[[ Provided information open ]]

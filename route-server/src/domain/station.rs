//! Provider station code type.

use std::fmt;

use serde::{Deserialize, Serialize};

/// A station code in the timetable provider's numbering scheme.
///
/// Codes are opaque to us: the provider assigns them (e.g. `2000000` for
/// Moscow) and we only ever pass them back in route queries.
///
/// # Examples
///
/// ```
/// use route_server::domain::StationCode;
///
/// let moscow = StationCode::new(2000000);
/// assert_eq!(moscow.value(), 2000000);
/// assert_eq!(moscow.to_string(), "2000000");
/// ```
#[derive(Clone, Copy, PartialEq, Eq, Hash, Serialize, Deserialize)]
#[serde(transparent)]
pub struct StationCode(u32);

impl StationCode {
    /// Wrap a raw provider code.
    pub const fn new(code: u32) -> Self {
        Self(code)
    }

    /// Returns the raw numeric code.
    pub fn value(&self) -> u32 {
        self.0
    }
}

impl fmt::Debug for StationCode {
    fn fmt(&self, f: &mut fmt::Formatter<'_>) -> fmt::Result {
        write!(f, "StationCode({})", self.0)
    }
}

impl fmt::Display for StationCode {
    fn fmt(&self, f: &mut fmt::Formatter<'_>) -> fmt::Result {
        write!(f, "{}", self.0)
    }
}
//! Domain error types.
//!
//! These errors describe malformed search input. They are raised before any
//! cache or provider access and always map to a client error.

/// A search request field failed validation.
#[derive(Debug, Clone, PartialEq, Eq, thiserror::Error)]
pub enum ValidationError {
    /// Field absent or blank
    #[error("{field}: field is required")]
    Required { field: &'static str },

    /// Field longer than allowed
    #[error("{field}: must be at most {max} characters")]
    TooLong { field: &'static str, max: usize },

    /// Field is not a whole number
    #[error("{field}: must be an integer")]
    NotInteger { field: &'static str },

    /// Number outside the allowed range
    #[error("{field}: must be between {min} and {max}")]
    OutOfRange {
        field: &'static str,
        min: u8,
        max: u8,
    },

    /// Arrival station equals departure station
    #[error("arrival_station: must differ from departure_station")]
    SameStation,
}

impl ValidationError {
    /// The request field this error refers to.
    pub fn field(&self) -> &'static str {
        match self {
            ValidationError::Required { field }
            | ValidationError::TooLong { field, .. }
            | ValidationError::NotInteger { field }
            | ValidationError::OutOfRange { field, .. } => field,
            ValidationError::SameStation => "arrival_station",
        }
    }
}
//! Train route segment server.
//!
//! Answers: "which stops does this train make between these two stations?"
//! Looks the train up with the timetable provider, cuts out the requested
//! segment and caches it for a few minutes.

pub mod cache;
pub mod config;
pub mod domain;
pub mod provider;
pub mod search;
pub mod segment;
pub mod stations;
pub mod web;
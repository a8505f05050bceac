//! Web layer for the route segment server.
//!
//! Serves the search page and the JSON search endpoint.

mod dto;
mod routes;
mod state;
pub mod templates;

pub use dto::*;
pub use routes::{AppError, create_router};
pub use state::AppState;
pub use templates::*;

[[ Provided information closed ]]

Copy out the whole listing exactly; please set it all down.

**Finished task**
filename route-server/src/domain/station.rs
//! Provider station code type.

use std::fmt;

use serde::{Deserialize, Serialize};

/// A station code in the timetable provider's numbering scheme.
///
/// Codes are opaque to us: the provider assigns them (e.g. `2000000` for
/// Moscow) and we only ever pass them back in route queries.
///
/// # Examples
///
/// ```
/// use route_server::domain::StationCode;
///
/// let moscow = StationCode::new(2000000);
/// assert_eq!(moscow.value(), 2000000);
/// assert_eq!(moscow.to_string(), "2000000");
/// ```
#[derive(Clone, Copy, PartialEq, Eq, Hash, Serialize, Deserialize)]
#[serde(transparent)]
pub struct StationCode(u32);

impl StationCode {
    /// Wrap a raw provider code.
    pub const fn new(code: u32) -> Self {
        Self(code)
    }

    /// Returns the raw numeric code.
    pub fn value(&self) -> u32 {
        self.0
    }
}

impl fmt::Debug for StationCode {
    fn fmt(&self, f: &mut fmt::Formatter<'_>) -> fmt::Result {
        write!(f, "StationCode({})", self.0)
    }
}

impl fmt::Display for StationCode {
    fn fmt(&self, f: &mut fmt::Formatter<'_>) -> fmt::Result {
        write!(f, "{}", self.0)
    }
}
//! Domain error types.
//!
//! These errors describe malformed search input. They are raised before any
//! cache or provider access and always map to a client error.

/// A search request field failed validation.
#[derive(Debug, Clone, PartialEq, Eq, thiserror::Error)]
pub enum ValidationError {
    /// Field absent or blank
    #[error("{field}: field is required")]
    Required { field: &'static str },

    /// Field longer than allowed
    #[error("{field}: must be at most {max} characters")]
    TooLong { field: &'static str, max: usize },

    /// Field is not a whole number
    #[error("{field}: must be an integer")]
    NotInteger { field: &'static str },

    /// Number outside the allowed range
    #[error("{field}: must be between {min} and {max}")]
    OutOfRange {
        field: &'static str,
        min: u8,
        max: u8,
    },

    /// Arrival station equals departure station
    #[error("arrival_station: must differ from departure_station")]
    SameStation,
}

impl ValidationError {
    /// The request field this error refers to.
    pub fn field(&self) -> &'static str {
        match self {
            ValidationError::Required { field }
            | ValidationError::TooLong { field, .. }
            | ValidationError::NotInteger { field }
            | ValidationError::OutOfRange { field, .. } => field,
            ValidationError::SameStation => "arrival_station",
        }
    }
}
//! Train route segment server.
//!
//! Answers: "which stops does this train make between these two stations?"
//! Looks the train up with the timetable provider, cuts out the requested
//! segment and caches it for a few minutes.

pub mod cache;
pub mod config;
pub mod domain;
pub mod provider;
pub mod search;
pub mod segment;
pub mod stations;
pub mod web;
repository a8505f05050bceac
//! Web layer for the route segment server.
//!
//! Serves the search page and the JSON search endpoint.

mod dto;
mod routes;
mod state;
pub mod templates;

pub use dto::*;
pub use routes::{AppError, create_router};
pub use state::AppState;
pub use templates::*;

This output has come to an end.